[Saved entries]

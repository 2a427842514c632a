//! The upstream allocator capability.
//!
//! Everything the arena hands out ultimately comes from a single-operation
//! allocator: [`Allocator::reallocate`] with `realloc` semantics. A
//! `new_size` of zero frees, anything else allocates/grows/shrinks, and
//! failure is an explicit `None`, never a panic or a retry.
//!
//! [`SystemAllocator`] is the process-wide default. Custom allocators plug in
//! by implementing the one method, or by wrapping any
//! [`allocator_api2::alloc::Allocator`] in an [`ApiAllocator`].

use core::alloc::Layout;
use core::ptr::NonNull;

use allocator_api2::alloc::{Allocator as RawAllocator, Global};

/// Alignment guaranteed for every block obtained through [`Allocator`].
///
/// Keeping a single maximal alignment lets the capability stay size-based,
/// like `realloc`. 16 covers every field payload the runtime stores.
pub const MAX_ALIGN: usize = 16;

/// A `realloc`-shaped memory provider.
///
/// Contract:
/// - `new_size == 0` frees `ptr` unconditionally and returns `None`.
/// - otherwise returns the (possibly relocated) block of `new_size` bytes,
///   or `None` on failure.
/// - when `ptr` is `Some`, `old_size` must be the size it was allocated
///   with; implementations may bucket by it but must not require more.
/// - returned blocks are aligned to [`MAX_ALIGN`].
///
/// No synchronization is implied; callers serialize access themselves.
pub trait Allocator {
    fn reallocate(
        &self,
        ptr: Option<NonNull<u8>>,
        old_size: usize,
        new_size: usize,
    ) -> Option<NonNull<u8>>;
}

fn layout_for(size: usize) -> Layout {
    Layout::from_size_align(size, MAX_ALIGN).unwrap()
}

fn realloc_with<A: RawAllocator + ?Sized>(
    alloc: &A,
    ptr: Option<NonNull<u8>>,
    old_size: usize,
    new_size: usize,
) -> Option<NonNull<u8>> {
    match (ptr, new_size) {
        (None, 0) => None,
        (Some(p), 0) => {
            unsafe { alloc.deallocate(p, layout_for(old_size)) };
            None
        }
        (None, n) => alloc.allocate(layout_for(n)).ok().map(NonNull::cast),
        (Some(p), n) if n >= old_size => unsafe {
            alloc
                .grow(p, layout_for(old_size), layout_for(n))
                .ok()
                .map(NonNull::cast)
        },
        (Some(p), n) => unsafe {
            alloc
                .shrink(p, layout_for(old_size), layout_for(n))
                .ok()
                .map(NonNull::cast)
        },
    }
}

/// The process-wide default allocator, backed by the global heap.
#[derive(Debug, Default, Clone, Copy)]
pub struct SystemAllocator;

/// Shared instance of [`SystemAllocator`] for callers that just want memory.
pub static GLOBAL: SystemAllocator = SystemAllocator;

impl Allocator for SystemAllocator {
    fn reallocate(
        &self,
        ptr: Option<NonNull<u8>>,
        old_size: usize,
        new_size: usize,
    ) -> Option<NonNull<u8>> {
        realloc_with(&Global, ptr, old_size, new_size)
    }
}

/// Adapter exposing any [`allocator_api2`] allocator through the
/// [`Allocator`] capability.
#[derive(Debug, Default, Clone, Copy)]
pub struct ApiAllocator<A>(pub A);

impl<A: RawAllocator> Allocator for ApiAllocator<A> {
    fn reallocate(
        &self,
        ptr: Option<NonNull<u8>>,
        old_size: usize,
        new_size: usize,
    ) -> Option<NonNull<u8>> {
        realloc_with(&self.0, ptr, old_size, new_size)
    }
}

#[cfg(test)]
mod tests {
    use super::*;

    #[test]
    fn alloc_free_roundtrip() {
        let p = GLOBAL.reallocate(None, 0, 64).unwrap();
        assert_eq!(p.as_ptr() as usize % MAX_ALIGN, 0);
        assert!(GLOBAL.reallocate(Some(p), 64, 0).is_none());
    }

    #[test]
    fn grow_preserves_contents() {
        let p = GLOBAL.reallocate(None, 0, 8).unwrap();
        unsafe {
            for i in 0..8 {
                p.as_ptr().add(i).write(i as u8);
            }
        }
        let q = GLOBAL.reallocate(Some(p), 8, 64).unwrap();
        for i in 0..8 {
            assert_eq!(unsafe { q.as_ptr().add(i).read() }, i as u8);
        }
        GLOBAL.reallocate(Some(q), 64, 0);
    }

    #[test]
    fn shrink_keeps_prefix() {
        let p = GLOBAL.reallocate(None, 0, 64).unwrap();
        unsafe { p.as_ptr().write(0xAB) };
        let q = GLOBAL.reallocate(Some(p), 64, 16).unwrap();
        assert_eq!(unsafe { q.as_ptr().read() }, 0xAB);
        GLOBAL.reallocate(Some(q), 16, 0);
    }

    #[test]
    fn free_null_is_noop() {
        assert!(GLOBAL.reallocate(None, 0, 0).is_none());
    }

    #[test]
    fn api_adapter_allocates() {
        let alloc = ApiAllocator(Global);
        let p = alloc.reallocate(None, 0, 32).unwrap();
        alloc.reallocate(Some(p), 32, 0);
    }
}
#[cfg(test)]
mod tests {
    use super::*;

    fn sample_message() -> MessageProto {
        MessageProto::new("Sample")
            .oneof("choice")
            .field(FieldProto::optional("id", 1, Kind::Int32))
            .field(FieldProto::scalar("count", 2, Kind::UInt64))
            .field(FieldProto::repeated("tags", 3, Kind::String))
            .field(FieldProto::scalar("num", 4, Kind::Int32).in_oneof(0))
            .field(FieldProto::scalar("text", 5, Kind::String).in_oneof(0))
            .field(FieldProto::map("attrs", 6, Kind::String, Kind::Int64))
    }

    #[test]
    fn builds_descriptor_with_layout() {
        let m = build_message("test.Sample", &sample_message()).unwrap();
        assert_eq!(m.full_name(), "test.Sample");
        assert_eq!(m.fields().len(), 6);
        assert_eq!(m.oneofs().len(), 1);
        assert!(m.instance_size() > 0);

        // One explicit-presence scalar: one hasbit word, then one case word.
        assert_eq!(m.hasbit_words, 1);
        assert_eq!(m.oneof(0).case_offset, 4);

        // Oneof members share a slot sized for the widest member (String).
        let num = m.field_by_name("num").unwrap();
        let text = m.field_by_name("text").unwrap();
        assert_eq!(num.offset, text.offset);
        assert_eq!(
            m.oneof(0).union_size as usize,
            core::mem::size_of::<ArenaString>()
        );

        // Distinct non-oneof fields never overlap.
        let id = m.field_by_name("id").unwrap();
        let count = m.field_by_name("count").unwrap();
        assert_ne!(id.offset, count.offset);
        assert_eq!(count.offset % 8, 0);
    }

    #[test]
    fn lookup_by_name_and_number() {
        let m = build_message("test.Sample", &sample_message()).unwrap();
        assert_eq!(m.field_by_name("count").unwrap().number(), 2);
        assert_eq!(m.field_by_number(3).unwrap().name(), "tags");
        assert!(m.field_by_number(99).is_none());
        assert!(m.field_by_name("missing").is_none());
    }

    #[test]
    fn number_order_is_ascending() {
        let proto = MessageProto::new("M")
            .field(FieldProto::scalar("c", 30, Kind::Int32))
            .field(FieldProto::scalar("a", 1, Kind::Int32))
            .field(FieldProto::scalar("b", 7, Kind::Int32));
        let m = build_message("M", &proto).unwrap();
        let numbers: Vec<u32> = m.fields_by_number().map(|f| f.number()).collect();
        assert_eq!(numbers, vec![1, 7, 30]);
    }

    #[test]
    fn rejects_duplicate_field_number() {
        let proto = MessageProto::new("M")
            .field(FieldProto::scalar("a", 1, Kind::Int32))
            .field(FieldProto::scalar("b", 1, Kind::Int32));
        assert!(matches!(
            build_message("M", &proto),
            Err(BuildError::DuplicateFieldNumber { number: 1, .. })
        ));
    }

    #[test]
    fn rejects_duplicate_field_name() {
        let proto = MessageProto::new("M")
            .field(FieldProto::scalar("a", 1, Kind::Int32))
            .field(FieldProto::scalar("a", 2, Kind::Int32));
        assert!(matches!(
            build_message("M", &proto),
            Err(BuildError::DuplicateFieldName { .. })
        ));
    }

    #[test]
    fn rejects_bad_numbers() {
        for n in [0u32, 19_500, MAX_FIELD_NUMBER + 1] {
            let proto = MessageProto::new("M").field(FieldProto::scalar("a", n, Kind::Int32));
            assert!(matches!(
                build_message("M", &proto),
                Err(BuildError::InvalidFieldNumber { .. })
            ));
        }
    }

    #[test]
    fn rejects_empty_oneof() {
        let proto = MessageProto::new("M")
            .oneof("o")
            .field(FieldProto::scalar("a", 1, Kind::Int32));
        assert!(matches!(
            build_message("M", &proto),
            Err(BuildError::EmptyOneof { .. })
        ));
    }

    #[test]
    fn rejects_repeated_oneof_member() {
        let proto = MessageProto::new("M")
            .oneof("o")
            .field(FieldProto::repeated("a", 1, Kind::Int32).in_oneof(0));
        assert!(matches!(
            build_message("M", &proto),
            Err(BuildError::OneofMemberNotSingular { .. })
        ));
    }

    #[test]
    fn rejects_dangling_oneof_index() {
        let proto = MessageProto::new("M")
            .field(FieldProto::scalar("a", 1, Kind::Int32).in_oneof(3));
        assert!(matches!(
            build_message("M", &proto),
            Err(BuildError::BadOneofIndex { index: 3, .. })
        ));
    }

    #[test]
    fn rejects_message_field_without_type_name() {
        let proto = MessageProto::new("M")
            .field(FieldProto::base("m", 1, Kind::Message, Label::Optional));
        assert!(matches!(
            build_message("M", &proto),
            Err(BuildError::MissingTypeName { .. })
        ));
    }

    #[test]
    fn rejects_bad_map_key() {
        let proto =
            MessageProto::new("M").field(FieldProto::map("m", 1, Kind::Double, Kind::Int32));
        assert!(matches!(
            build_message("M", &proto),
            Err(BuildError::InvalidMapKey { .. })
        ));
    }

    #[test]
    fn oneof_insert_rejects_sibling_collisions() {
        let ctx = DefBuilder::new("M");
        let mut staged = ctx.oneofs_new_batch(&[OneofProto::new("o")]).unwrap();
        ctx.oneof_insert(&mut staged[0], 0, "a", 1).unwrap();
        assert!(matches!(
            ctx.oneof_insert(&mut staged[0], 1, "a", 2),
            Err(BuildError::OneofMemberNameCollision { .. })
        ));
        assert!(matches!(
            ctx.oneof_insert(&mut staged[0], 2, "b", 1),
            Err(BuildError::OneofMemberNumberCollision { .. })
        ));
        // The surviving member is still the only one registered.
        assert_eq!(staged[0].fields, vec![0]);
    }

    #[test]
    fn oneof_batch_rejects_duplicate_names() {
        let ctx = DefBuilder::new("M");
        assert!(matches!(
            ctx.oneofs_new_batch(&[OneofProto::new("o"), OneofProto::new("o")]),
            Err(BuildError::DuplicateOneofName { .. })
        ));
    }

    #[test]
    fn extension_must_be_singular() {
        let ext = FieldProto::repeated("e", 1000, Kind::Int32);
        assert!(matches!(
            build_extension("test.Sample", &ext),
            Err(BuildError::InvalidExtension { .. })
        ));
        let ok = FieldProto::optional("e", 1000, Kind::Int32);
        let fd = build_extension("test.Sample", &ok).unwrap();
        assert!(fd.is_extension());
        assert_eq!(fd.extendee(), Some("test.Sample"));
    }
}
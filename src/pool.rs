//! Descriptor registry.
//!
//! A [`DescriptorPool`] owns every published [`MessageDescriptor`] and the
//! extension registry. Publication is atomic at file granularity: every
//! message in a [`FileProto`] builds, resolves, and links, or none of them
//! become visible. Once published, descriptors are immutable and shared by
//! reference for the life of the pool.

use std::collections::HashMap;
use std::sync::Arc;

use crate::arena::Arena;
use crate::base::Object;
use crate::builder::{self, BuildError, FieldProto, FileProto, MessageProto};
use crate::descriptor::{FieldDescriptor, Kind, MessageDescriptor};
use crate::reflection::DynMessage;

#[derive(Default)]
pub struct DescriptorPool {
    messages: Vec<Arc<MessageDescriptor>>,
    by_name: HashMap<Box<str>, usize>,
    extensions: HashMap<(Box<str>, u32), Arc<FieldDescriptor>>,
}

impl DescriptorPool {
    pub fn new() -> Self {
        Self::default()
    }

    /// Builds and publishes every message in `file`, nested messages
    /// included. On any error the pool is left exactly as it was.
    pub fn add_file(&mut self, file: &FileProto) -> Result<(), BuildError> {
        let mut flat: Vec<(String, &MessageProto)> = Vec::new();
        for m in &file.messages {
            flatten(&file.package, m, &mut flat);
        }

        // Name collisions, against the pool and within the batch.
        let mut batch_names = HashMap::new();
        for (i, (name, _)) in flat.iter().enumerate() {
            if self.by_name.contains_key(name.as_str())
                || batch_names.insert(name.clone(), i).is_some()
            {
                return Err(BuildError::DuplicateMessage { name: name.clone() });
            }
        }

        let mut built = Vec::with_capacity(flat.len());
        for (name, proto) in &flat {
            built.push(Arc::new(builder::build_message(name, proto)?));
        }

        // Link sub-message references. Targets may live in this batch or
        // already in the pool; anything else fails the whole file.
        for msg in &built {
            for field in msg.fields() {
                if let Some(type_name) = field.type_name.as_deref() {
                    let target = self.lookup(&batch_names, &built, type_name).ok_or_else(|| {
                        BuildError::UnresolvedType {
                            field: field.name().to_string(),
                            type_name: type_name.to_string(),
                        }
                    })?;
                    let _ = field.message_type.set(Arc::downgrade(target));
                }
                if let Some(info) = field.map_info() {
                    if let Some(type_name) = info.value_type_name.as_deref() {
                        let target =
                            self.lookup(&batch_names, &built, type_name).ok_or_else(|| {
                                BuildError::UnresolvedType {
                                    field: field.name().to_string(),
                                    type_name: type_name.to_string(),
                                }
                            })?;
                        let _ = info.value_message.set(Arc::downgrade(target));
                    }
                }
            }
        }

        for msg in built {
            log::debug!(
                "published message `{}` ({} fields, {} bytes per instance)",
                msg.full_name(),
                msg.fields().len(),
                msg.instance_size()
            );
            self.by_name
                .insert(Box::from(msg.full_name()), self.messages.len());
            self.messages.push(msg);
        }
        Ok(())
    }

    fn lookup<'a>(
        &'a self,
        batch_names: &HashMap<String, usize>,
        built: &'a [Arc<MessageDescriptor>],
        name: &str,
    ) -> Option<&'a Arc<MessageDescriptor>> {
        if let Some(&i) = batch_names.get(name) {
            return Some(&built[i]);
        }
        self.by_name.get(name).map(|&i| &self.messages[i])
    }

    /// Registers an extension of `extendee`. Extensions must be singular
    /// and their number must be free: neither declared by the extendee nor
    /// claimed by a previously registered extension.
    pub fn register_extension(
        &mut self,
        extendee: &str,
        proto: &FieldProto,
    ) -> Result<Arc<FieldDescriptor>, BuildError> {
        let Some(extendee_desc) = self.find_message(extendee) else {
            return Err(BuildError::UnknownExtendee {
                name: proto.name.clone(),
                extendee: extendee.to_string(),
            });
        };
        let fd = builder::build_extension(extendee, proto)?;
        if extendee_desc.field_by_number(fd.number()).is_some() {
            return Err(BuildError::DuplicateFieldNumber {
                message: extendee.to_string(),
                number: fd.number(),
            });
        }
        if fd.kind() == Kind::Message {
            let type_name = fd.type_name.as_deref().unwrap();
            let target = self.by_name.get(type_name).map(|&i| &self.messages[i]).ok_or_else(
                || BuildError::UnresolvedType {
                    field: fd.name().to_string(),
                    type_name: type_name.to_string(),
                },
            )?;
            let _ = fd.message_type.set(Arc::downgrade(target));
        }
        let key = (Box::from(extendee), fd.number());
        if self.extensions.contains_key(&key) {
            return Err(BuildError::DuplicateExtension {
                extendee: extendee.to_string(),
                number: fd.number(),
            });
        }
        log::debug!("registered extension `{}` on `{}`", fd.name(), extendee);
        let fd = Arc::new(fd);
        self.extensions.insert(key, fd.clone());
        Ok(fd)
    }

    pub fn find_message(&self, full_name: &str) -> Option<&MessageDescriptor> {
        self.by_name.get(full_name).map(|&i| &*self.messages[i])
    }

    pub fn find_extension(&self, extendee: &str, number: u32) -> Option<&FieldDescriptor> {
        self.extensions
            .get(&(Box::from(extendee), number))
            .map(|fd| &**fd)
    }

    pub fn messages(&self) -> impl Iterator<Item = &MessageDescriptor> {
        self.messages.iter().map(|m| &**m)
    }

    /// Allocates a zeroed instance of `desc` in `arena` and wraps it for
    /// reflective access. Returns `None` when the arena is out of memory.
    pub fn new_message<'pool, 'msg>(
        &'pool self,
        desc: &'pool MessageDescriptor,
        arena: &mut Arena<'msg>,
    ) -> Option<DynMessage<'pool, 'msg>> {
        let object = Object::create(desc.instance_size(), arena)?;
        Some(DynMessage::new(object, desc))
    }
}

fn flatten<'a>(prefix: &str, proto: &'a MessageProto, out: &mut Vec<(String, &'a MessageProto)>) {
    let full_name = if prefix.is_empty() {
        proto.name.clone()
    } else {
        format!("{prefix}.{}", proto.name)
    };
    for nested in &proto.nested {
        flatten(&full_name, nested, out);
    }
    out.push((full_name, proto));
}

#[cfg(test)]
mod tests {
    use super::*;

    fn tree_file() -> FileProto {
        FileProto::new("demo").message(
            MessageProto::new("Node")
                .field(FieldProto::optional("value", 1, Kind::Int32))
                .field(FieldProto::repeated_message("children", 2, "demo.Node"))
                .nested(
                    MessageProto::new("Meta")
                        .field(FieldProto::scalar("tag", 1, Kind::String)),
                )
                .field(FieldProto::message("meta", 3, "demo.Node.Meta")),
        )
    }

    #[test]
    fn add_file_publishes_nested_and_links() {
        let mut pool = DescriptorPool::new();
        pool.add_file(&tree_file()).unwrap();

        let node = pool.find_message("demo.Node").unwrap();
        let meta = pool.find_message("demo.Node.Meta").unwrap();
        assert_eq!(meta.fields().len(), 1);

        // Self-reference and nested reference both resolve.
        let children = node.field_by_name("children").unwrap();
        assert_eq!(
            children.message_type().unwrap().full_name(),
            "demo.Node"
        );
        let meta_field = node.field_by_name("meta").unwrap();
        assert_eq!(
            meta_field.message_type().unwrap().full_name(),
            "demo.Node.Meta"
        );
    }

    #[test]
    fn add_file_is_atomic_on_unresolved_type() {
        let mut pool = DescriptorPool::new();
        let file = FileProto::new("demo")
            .message(MessageProto::new("Ok").field(FieldProto::scalar("a", 1, Kind::Int32)))
            .message(
                MessageProto::new("Bad")
                    .field(FieldProto::message("m", 1, "demo.DoesNotExist")),
            );
        assert!(matches!(
            pool.add_file(&file),
            Err(BuildError::UnresolvedType { .. })
        ));
        // Nothing from the failed file is visible.
        assert!(pool.find_message("demo.Ok").is_none());
        assert!(pool.find_message("demo.Bad").is_none());
    }

    #[test]
    fn add_file_rejects_duplicate_message() {
        let mut pool = DescriptorPool::new();
        pool.add_file(&tree_file()).unwrap();
        assert!(matches!(
            pool.add_file(&tree_file()),
            Err(BuildError::DuplicateMessage { .. })
        ));
    }

    #[test]
    fn cross_file_references_resolve() {
        let mut pool = DescriptorPool::new();
        pool.add_file(&tree_file()).unwrap();
        let other = FileProto::new("other")
            .message(MessageProto::new("Holder").field(FieldProto::message("n", 1, "demo.Node")));
        pool.add_file(&other).unwrap();
        let holder = pool.find_message("other.Holder").unwrap();
        assert_eq!(
            holder.field_by_name("n").unwrap().message_type().unwrap().full_name(),
            "demo.Node"
        );
    }

    #[test]
    fn extension_registry() {
        let mut pool = DescriptorPool::new();
        pool.add_file(&tree_file()).unwrap();

        let ext = FieldProto::optional("weight", 1000, Kind::Double);
        pool.register_extension("demo.Node", &ext).unwrap();
        let found = pool.find_extension("demo.Node", 1000).unwrap();
        assert!(found.is_extension());
        assert_eq!(found.extendee(), Some("demo.Node"));

        // Same (extendee, number) pair cannot be claimed twice.
        let again = FieldProto::optional("other", 1000, Kind::Int32);
        assert!(matches!(
            pool.register_extension("demo.Node", &again),
            Err(BuildError::DuplicateExtension { .. })
        ));
        // Unknown extendee is rejected up front.
        assert!(matches!(
            pool.register_extension("demo.Missing", &ext),
            Err(BuildError::UnknownExtendee { .. })
        ));
    }

    #[test]
    fn extension_cannot_shadow_declared_field_number() {
        let mut pool = DescriptorPool::new();
        pool.add_file(&tree_file()).unwrap();

        // demo.Node declares field number 1 ("value").
        let shadow = FieldProto::optional("shadow", 1, Kind::Int32);
        assert!(matches!(
            pool.register_extension("demo.Node", &shadow),
            Err(BuildError::DuplicateFieldNumber { number: 1, .. })
        ));
        assert!(pool.find_extension("demo.Node", 1).is_none());
    }

    #[test]
    fn extension_with_message_payload_links() {
        let mut pool = DescriptorPool::new();
        pool.add_file(&tree_file()).unwrap();
        let ext = FieldProto::message("extra", 1001, "demo.Node.Meta");
        let fd = pool.register_extension("demo.Node", &ext).unwrap();
        assert_eq!(fd.message_type().unwrap().full_name(), "demo.Node.Meta");
    }
}
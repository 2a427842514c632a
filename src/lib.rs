//! In-memory message runtime: arena-allocated message storage, immutable
//! schema descriptors, and schema-driven reflective access.
//!
//! The crate is built around three pieces:
//!
//! - [`arena::Arena`]: bump allocation with bulk free and arena fusion, so a
//!   whole message tree shares one lifetime no matter which arena each node
//!   came from.
//! - [`pool::DescriptorPool`]: immutable schema metadata, published
//!   atomically per file and shared by reference afterwards.
//! - [`reflection::DynMessage`]: field access driven entirely by the
//!   descriptor, with presence semantics per field (explicit hasbits,
//!   implicit non-default, oneof case tracking).
//!
//! ```
//! use protodyn::alloc::GLOBAL;
//! use protodyn::arena::Arena;
//! use protodyn::builder::{FieldProto, FileProto, MessageProto};
//! use protodyn::descriptor::Kind;
//! use protodyn::pool::DescriptorPool;
//! use protodyn::reflection::Value;
//!
//! let file = FileProto::new("demo").message(
//!     MessageProto::new("Event")
//!         .field(FieldProto::optional("id", 1, Kind::Int32))
//!         .field(FieldProto::scalar("label", 2, Kind::String)),
//! );
//! let mut pool = DescriptorPool::new();
//! pool.add_file(&file).unwrap();
//!
//! let desc = pool.find_message("demo.Event").unwrap();
//! let mut arena = Arena::new(&GLOBAL);
//! let mut event = pool.new_message(desc, &mut arena).unwrap();
//! let id = desc.field_by_name("id").unwrap();
//! assert!(event.set_field(id, Value::Int32(7), &mut arena));
//! assert!(event.has(id));
//! ```

pub mod alloc;
pub mod arena;
pub mod base;
pub mod builder;
pub mod containers;
pub mod descriptor;
pub mod pool;
pub mod reflection;
pub mod test_utils;

pub use alloc::Allocator;
pub use arena::Arena;
pub use builder::{BuildError, FieldProto, FileProto, Label, MessageProto, OneofProto};
pub use descriptor::{FieldDescriptor, Kind, MessageDescriptor, OneofDescriptor};
pub use pool::DescriptorPool;
pub use reflection::{DynMessage, DynMessageRef, FieldIter, MutableValue, Value};
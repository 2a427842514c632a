//! Schema-driven message access.
//!
//! This module provides dynamic access to messages without compile-time
//! knowledge of their schema. A [`DynMessageRef`] pairs raw message memory
//! with its [`MessageDescriptor`]; every read goes through the descriptor's
//! offsets, so the view is safe as long as object and descriptor match.
//!
//! # Key Types
//!
//! - [`DynMessageRef`]: read-only view for inspection
//! - [`DynMessage`]: mutable view for building and modifying
//! - [`Value`]: enum representing any field value
//!
//! Enum fields surface as [`Value::Int32`]; the runtime carries no enum
//! schema and treats enum values as open 32-bit integers.
//!
//! # Misuse is a panic
//!
//! Kind-mismatched writes, presence queries on fields without presence, and
//! out-of-range positional access are caller bugs and panic. Allocator
//! exhaustion is not a bug: every allocating operation reports it as
//! `false`/`None` and leaves the message observably unchanged.

use std::sync::{OnceLock, Weak};

use crate::arena::Arena;
use crate::base::{ExtEntry, MessageRef, Object};
use crate::containers::{Bytes, MapField, RawValue, RepeatedField, String as ArenaString};
use crate::descriptor::{FieldDescriptor, Kind, MessageDescriptor, OneofDescriptor};
use crate::pool::DescriptorPool;

/// Read-only view of a message.
///
/// # Lifetimes
///
/// - `'pool`: lifetime of the descriptor pool the schema lives in
/// - `'msg`: lifetime of the arena-resident message data
#[derive(Clone, Copy)]
pub struct DynMessageRef<'pool, 'msg> {
    pub(crate) object: &'msg Object,
    pub(crate) desc: &'pool MessageDescriptor,
}

/// Mutable view of a message.
///
/// Derefs to [`DynMessageRef`], so all read methods are available.
pub struct DynMessage<'pool, 'msg> {
    pub(crate) object: &'msg mut Object,
    pub(crate) desc: &'pool MessageDescriptor,
}

impl<'pool, 'msg> core::ops::Deref for DynMessage<'pool, 'msg> {
    type Target = DynMessageRef<'pool, 'msg>;

    fn deref(&self) -> &Self::Target {
        // Identical field layout, shared view borrowed from the mutable one.
        unsafe { &*(self as *const DynMessage<'pool, 'msg> as *const DynMessageRef<'pool, 'msg>) }
    }
}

EXERCISE PROMPT:
Copy the lines above exactly, from the very first through the one containing "fn layout_for(size: usize)", and include no other line.

SOLUTION FOR THIS PROBLEM:
repository 2a427842514c632a
//! The upstream allocator capability.
//!
//! Everything the arena hands out ultimately comes from a single-operation
//! allocator: [`Allocator::reallocate`] with `realloc` semantics. A
//! `new_size` of zero frees, anything else allocates/grows/shrinks, and
//! failure is an explicit `None`, never a panic or a retry.
//!
//! [`SystemAllocator`] is the process-wide default. Custom allocators plug in
//! by implementing the one method, or by wrapping any
//! [`allocator_api2::alloc::Allocator`] in an [`ApiAllocator`].

use core::alloc::Layout;
use core::ptr::NonNull;

use allocator_api2::alloc::{Allocator as RawAllocator, Global};

/// Alignment guaranteed for every block obtained through [`Allocator`].
///
/// Keeping a single maximal alignment lets the capability stay size-based,
/// like `realloc`. 16 covers every field payload the runtime stores.
pub const MAX_ALIGN: usize = 16;

/// A `realloc`-shaped memory provider.
///
/// Contract:
/// - `new_size == 0` frees `ptr` unconditionally and returns `None`.
/// - otherwise returns the (possibly relocated) block of `new_size` bytes,
///   or `None` on failure.
/// - when `ptr` is `Some`, `old_size` must be the size it was allocated
///   with; implementations may bucket by it but must not require more.
/// - returned blocks are aligned to [`MAX_ALIGN`].
///
/// No synchronization is implied; callers serialize access themselves.
pub trait Allocator {
    fn reallocate(
        &self,
        ptr: Option<NonNull<u8>>,
        old_size: usize,
        new_size: usize,
    ) -> Option<NonNull<u8>>;
}

fn layout_for(size: usize) -> Layout {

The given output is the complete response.